New Congress Brings Along Religious Firsts
Saturday, January 6, 2007
The new Congress, for the first time, includes a Muslim, two Buddhists, more Jews than Episcopalians and the highest-ranking Mormon in congressional history.
Roman Catholics remain the largest single faith group in Congress, accounting for 29 percent of all members of the House and Senate, followed by Baptists, Methodists, Presbyterians, Jews and Episcopalians.
While Catholics in Congress are almost 2-to-1 Democrats, the most lopsidedly Democratic groups are Jews and those not affiliated with a religion. Of the 43 Jewish members of Congress, there is only one Jewish Republican in the House and two in the Senate. The six religiously unaffiliated members of the House are all Democrats.
The most Republican groups are the small band of Christian Scientists in the House (all five are Republican) and members of the Church of Jesus Christ of Latter-day Saints (12 Republicans and three Democrats) -- though the top-ranking Mormon is Nevada Sen. Harry M. Reid, the new Democratic majority leader.
Baptists generally divide along partisan lines defined by race. Most black Baptists are Democrats, while most white Baptists are Republicans. Notable exceptions include House Majority Leader Steny H. Hoyer (D-Md.) and Sen. Robert C. Byrd (D-W.Va.), president pro tem in the new Senate, both white Baptists.
Because 2006 was such a good year for Democrats, they have regained their commanding advantage among Catholics, which had slipped during an era of GOP dominance. In Pennsylvania alone, five new Democrats, all Catholics, were elected to Congress in November, including Robert P. Casey Jr., who defeated Sen. Rick Santorum, a far more conservative Catholic.
In the new Congress, two-thirds of all Catholic members will be Democrats. By contrast, after big Republican gains in 1994, 44 percent of Catholic members of Congress were Republican, according to Albert Menendez, a writer and researcher who has been counting the religious affiliation of members of Congress since 1972.
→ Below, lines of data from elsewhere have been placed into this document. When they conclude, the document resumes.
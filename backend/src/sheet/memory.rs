use super::{check_row, SheetError, SheetStore};
use common::model::row::{header_cells, Column, SheetRow, SYNC_MARKER};
use common::model::ticket::TicketId;
use common::requests::CellEdit;
use std::collections::HashMap;
use std::sync::Mutex;

/// In-memory sheet that counts writes, for handler tests.
#[derive(Default)]
pub struct MemorySheet {
    rows: Mutex<HashMap<usize, SheetRow>>,
    writes: Mutex<usize>,
}

impl MemorySheet {
    pub fn new() -> Self {
        let sheet = MemorySheet::default();
        sheet
            .rows
            .lock()
            .unwrap()
            .insert(1, SheetRow::from_cells(&header_cells()));
        sheet
    }

    pub fn with_row(self, row: usize, cells: &[&str]) -> Self {
        self.rows
            .lock()
            .unwrap()
            .insert(row, SheetRow::from_cells(cells));
        self
    }

    pub fn row(&self, row: usize) -> SheetRow {
        self.rows
            .lock()
            .unwrap()
            .get(&row)
            .cloned()
            .unwrap_or_default()
    }

    pub fn writes(&self) -> usize {
        *self.writes.lock().unwrap()
    }
}

impl SheetStore for MemorySheet {
    fn read_row(&self, row: usize) -> Result<SheetRow, SheetError> {
        check_row(row)?;
        Ok(self.row(row))
    }

    fn apply_edits(&self, row: usize, cells: &[CellEdit]) -> Result<(), SheetError> {
        check_row(row)?;
        let columns = cells
            .iter()
            .map(|e| Column::from_number(e.column).ok_or(SheetError::InvalidColumn(e.column)))
            .collect::<Result<Vec<_>, _>>()?;
        let mut rows = self.rows.lock().unwrap();
        let target = rows.entry(row).or_default();
        for (column, edit) in columns.into_iter().zip(cells) {
            *target.cell_mut(column) = edit.value.clone();
        }
        Ok(())
    }

    fn mark_synced(&self, row: usize, id: &TicketId) -> Result<(), SheetError> {
        check_row(row)?;
        let mut rows = self.rows.lock().unwrap();
        let target = rows.entry(row).or_default();
        target.id = id.to_string();
        target.source = SYNC_MARKER.to_string();
        *self.writes.lock().unwrap() += 1;
        Ok(())
    }
}

#[cfg(test)]
mod tests {
    use super::*;

    #[test]
    fn bad_column_leaves_row_untouched() {
        let sheet = MemorySheet::new().with_row(2, &["", "5", "task", "Paint"]);
        let err = sheet
            .apply_edits(
                2,
                &[
                    CellEdit { column: 4, value: "Sand".into() },
                    CellEdit { column: 12, value: "x".into() },
                ],
            )
            .unwrap_err();

        assert!(matches!(err, SheetError::InvalidColumn(12)));
        assert_eq!(sheet.row(2).issue, "Paint");
    }
}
"It's a thankless task, but somebody's got to do it," said Menendez, 64, who lives in North Potomac and has published his counts and analysis first with Americans United for Separation of Church and State and more recently in Voice of Reason, the newsletter of Americans for Religious Liberty. He is also the author of several books, including "Religion at the Polls" (1977), "John F. Kennedy: Catholic and Humanist" (1979) and "Evangelicals at the Ballot Box" (1996).
Menendez bases his count on how lawmakers identify themselves. When he did his first tally after the 1972 election, Congress was still much in the sway of a few mainline Christian faiths. At the time, just three mainline Protestant denominations -- Methodists, Presbyterians and Episcopalians -- accounted for 43 percent of all members of Congress, including 51 senators. Come January, those three will account for just a fifth of Congress, including 32 senators. Still, all three -- especially Episcopalians and Presbyterians -- continue to be better represented on Capitol Hill than among the general population.
Other historically important Christian denominations have suffered steep declines in Congress. Menendez said the Lyndon B. Johnson landslide of 1964 brought 14 Unitarians to Washington. In the new Congress, there are two -- Rep. Pete Stark (D-Calif.) and Sen. Kent Conrad (D-N.D.). In the late 1960s, there were 29 members of the United Church of Christ in Congress, but in the new Congress, there will be only six, including Sen. Barack Obama (D-Ill.), who joined the church as an adult. (Obama's Kenyan father was from a Muslim background and his American mother's parents were non-practicing Baptist and Methodist.)
Through it all, Lutherans have maintained. Menendez said they were underrepresented relative to their population in 1972, with 16 members of Congress, and remain underrepresented today with 17. While their total numbers have held steady, their political allegiance has flipped from 2-to-1 Republican to 2-to-1 Democrat.
Evangelical Christians -- a category that cuts across denominational lines -- are even more underrepresented, according to Furman University political scientist James L. Guth, all the more so after this year's defeat of Republican incumbents such as Reps. John N. Hostettler of Indiana and Jim Ryun of Kansas.